The note warns us about the package size because the data in inst/extdata exceeds 1 MB. We don’t want to publish this R package on CRAN so we can ignore this. However, we will resolve this note by adding the inst/extdata/ folder to .Rbuildignore.

^WineReviews\.Rproj$
^\.Rproj\.user$
^data-raw$
^inst/extdata$

Now devtools::check() shows everything is fine:

The second check passes flawlessly

4. Data analysis in a vignette

Now we can explore the processed data. I like to write reports in R package vignettes because they have a clean layout with whom R users are familiar. If you prefer not to use vignettes you can do the steps in a standard R Markdown document instead of a vignette, as shown in chapter 7.

The function below creates a vignettes/ folder with a wine_eda.Rmd vignette that we will use for our exploratory data analysis.

usethis::use_vignette(name = “wine_eda”, title = “Wine Reviews EDA”)

We will use the popular dplyr R package to manipulate data. It’s important to declare each R package we use in the DESCRIPTION file. Don’t worry: if you forget this devtools::check() will throw a note. Declare the package with:

usethis::use_package(“dplyr”)

Let’s add some code to the vignette to load the data and show a summary:

---
title: “Wine Reviews EDA”
output: rmarkdown::html_vignette
vignette: >
%\VignetteIndexEntry{Wine Reviews EDA}
%\VignetteEngine{knitr::rmarkdown}
%\VignetteEncoding{UTF-8}
---
```{r, include = FALSE}
knitr::opts_chunk$set(
collapse = TRUE,
comment = “#>”
)
```
```{r setup}
library(WineReviews)
```
```{r}
# load the previously created wine_data data frame
data(wine_data)
```
```{r}
summary(wine_data)
```
the winedata has 22691 missing values for price

There are 22691 missing values for the wine price. Let’s transform our data to fill these missing values. R is a functional programming language: we should transform our data by applying functions.

“To understand computations in R, two slogans are helpful: Everything that exists is an object. Everything that happens is a function call.”

— John Chambers

This is the part where our decision to put our analysis in an R package will pay its dividends: package development makes the process of writing, documenting and testing functions incredibly smooth.

5. Working with functions

Let’s replace a missing price with the mean price of that country’s wines. This is not necessarily a good idea statistically speaking, but it will serve to drive the point home.

Writing and documenting functions

The replacement will be done by a function called “fill_na_mean”. We create a new R script variable_calculation.R and save it in the R/ folder. Notice how we can conveniently write the function’s documentation above its code. (Leave the @export tag otherwise the @examples won’t work.)

#' Replace missing values with the mean
#'
#' @param numeric.vector A vector with at least one numeric value.
#'
#' @return The input whose NAs are replaced by the input's mean.
#'
#' @export
#'
#' @examples fill_na_mean(c(1, 2, 3, NA, 5, 3, NA, 6))
fill_na_mean <- function(numeric.vector) {
ifelse(
is.na(numeric.vector),
mean(numeric.vector, na.rm = TRUE),
numeric.vector
)
}

To create the documentation we again run:

devtools::document()

As was the case with documenting data, Roxygen will transform this documentation in a file fill_na_mean.Rd and save it in the man/ folder. We can view this documentation in the help pane by typing?fill_na_mean in the R console.

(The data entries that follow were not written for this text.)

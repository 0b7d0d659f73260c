use log::warn;

use crate::branching::SelectionContext;
use crate::branching::VariableSelector;
use crate::engine::variables::VariableId;

/// A [`VariableSelector`] over groups of variables of which exactly one is to be set to 1. It
/// selects the group which is still undecided (no variable at 1) and has the fewest unassigned
/// variables, and returns the first unassigned variable of that group. Ties between groups are
/// broken by the order in which the groups were provided.
///
/// This is the first-fail principle applied to exactly-one groups: the group with the fewest
/// options left is the most likely to fail, so it is decided first.
#[derive(Debug)]
pub struct MostConstrained {
    groups: Vec<Box<[VariableId]>>,
}

impl MostConstrained {
    pub fn new(groups: Vec<Box<[VariableId]>>) -> Self {
        if groups.is_empty() {
            warn!("The MostConstrained variable selector was not provided with any groups");
        }
        MostConstrained { groups }
    }

    /// The number of unassigned variables of an undecided group, or `None` if the group is
    /// decided or has no variable left.
    fn num_candidates(group: &[VariableId], context: &SelectionContext) -> Option<usize> {
        let mut num_unassigned = 0;
        for &variable in group {
            match context.value(variable) {
                Some(true) => return None,
                Some(false) => {}
                None => num_unassigned += 1,
            }
        }

        (num_unassigned > 0).then_some(num_unassigned)
    }
}

impl VariableSelector for MostConstrained {
    fn select_variable(&mut self, context: &SelectionContext) -> Option<VariableId> {
        self.groups
            .iter()
            .filter_map(|group| {
                Self::num_candidates(group, context).map(|num_candidates| (num_candidates, group))
            })
            .min_by_key(|(num_candidates, _)| *num_candidates)
            .and_then(|(_, group)| {
                group
                    .iter()
                    .find(|variable| !context.is_fixed(**variable))
                    .copied()
            })
    }
}

#[cfg(test)]
mod tests {
    use crate::branching::MostConstrained;
    use crate::branching::SelectionContext;
    use crate::branching::VariableSelector;
    use crate::engine::variables::Literal;
    use crate::engine::variables::VariableId;

    fn groups(sizes: &[usize]) -> Vec<Box<[VariableId]>> {
        let mut next = 0;
        sizes
            .iter()
            .map(|&size| {
                let group = (next..next + size as u32).map(VariableId::new).collect();
                next += size as u32;
                group
            })
            .collect()
    }

    #[test]
    fn group_with_fewest_candidates_is_selected() {
        let assignments = SelectionContext::create_for_testing(6);
        let mut strategy = MostConstrained::new(groups(&[3, 2, 1]));

        let selected = strategy.select_variable(&SelectionContext::new(&assignments));

        assert_eq!(selected, Some(VariableId::new(5)));
    }

    #[test]
    fn ties_go_to_the_first_group() {
        let mut assignments = SelectionContext::create_for_testing(6);
        let mut strategy = MostConstrained::new(groups(&[3, 3]));
        let _ = assignments.assign(Literal::new(VariableId::new(3), false), true);
        let _ = assignments.assign(Literal::new(VariableId::new(0), false), true);

        let selected = strategy.select_variable(&SelectionContext::new(&assignments));

        assert_eq!(selected, Some(VariableId::new(1)));
    }

    #[test]
    fn decided_groups_are_skipped() {
        let mut assignments = SelectionContext::create_for_testing(5);
        let mut strategy = MostConstrained::new(groups(&[2, 3]));
        let _ = assignments.assign(Literal::new(VariableId::new(1), true), true);

        let selected = strategy.select_variable(&SelectionContext::new(&assignments));

        assert_eq!(selected, Some(VariableId::new(2)));
    }

    #[test]
    fn nothing_is_selected_once_every_group_is_decided() {
        let mut assignments = SelectionContext::create_for_testing(4);
        let mut strategy = MostConstrained::new(groups(&[2, 2]));
        let _ = assignments.assign(Literal::new(VariableId::new(0), true), true);
        let _ = assignments.assign(Literal::new(VariableId::new(3), true), true);

        let selected = strategy.select_variable(&SelectionContext::new(&assignments));

        assert!(selected.is_none());
    }
}
use super::TerminationCondition;

/// A [`TerminationCondition`] which never triggers.
#[derive(Clone, Copy, Debug, Default)]
pub struct Indefinite;

impl TerminationCondition for Indefinite {
    fn should_stop(&mut self) -> bool {
        false
    }
}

If you wish to resume work after closing or restarting your R session, run the following command to load your functions as well as the packages declared in the DESCIPTION file:

devtools::load_all() 

Next we will write two tests for our newly created function:

  1. A run-time test that runs every time the function is called to warn the user for faulty input.
  2. A development-time test that runs on command to warn the developer for bugs while writing or modifying the function.

Run-time testing

The R package assertive offers functions for run-time testing.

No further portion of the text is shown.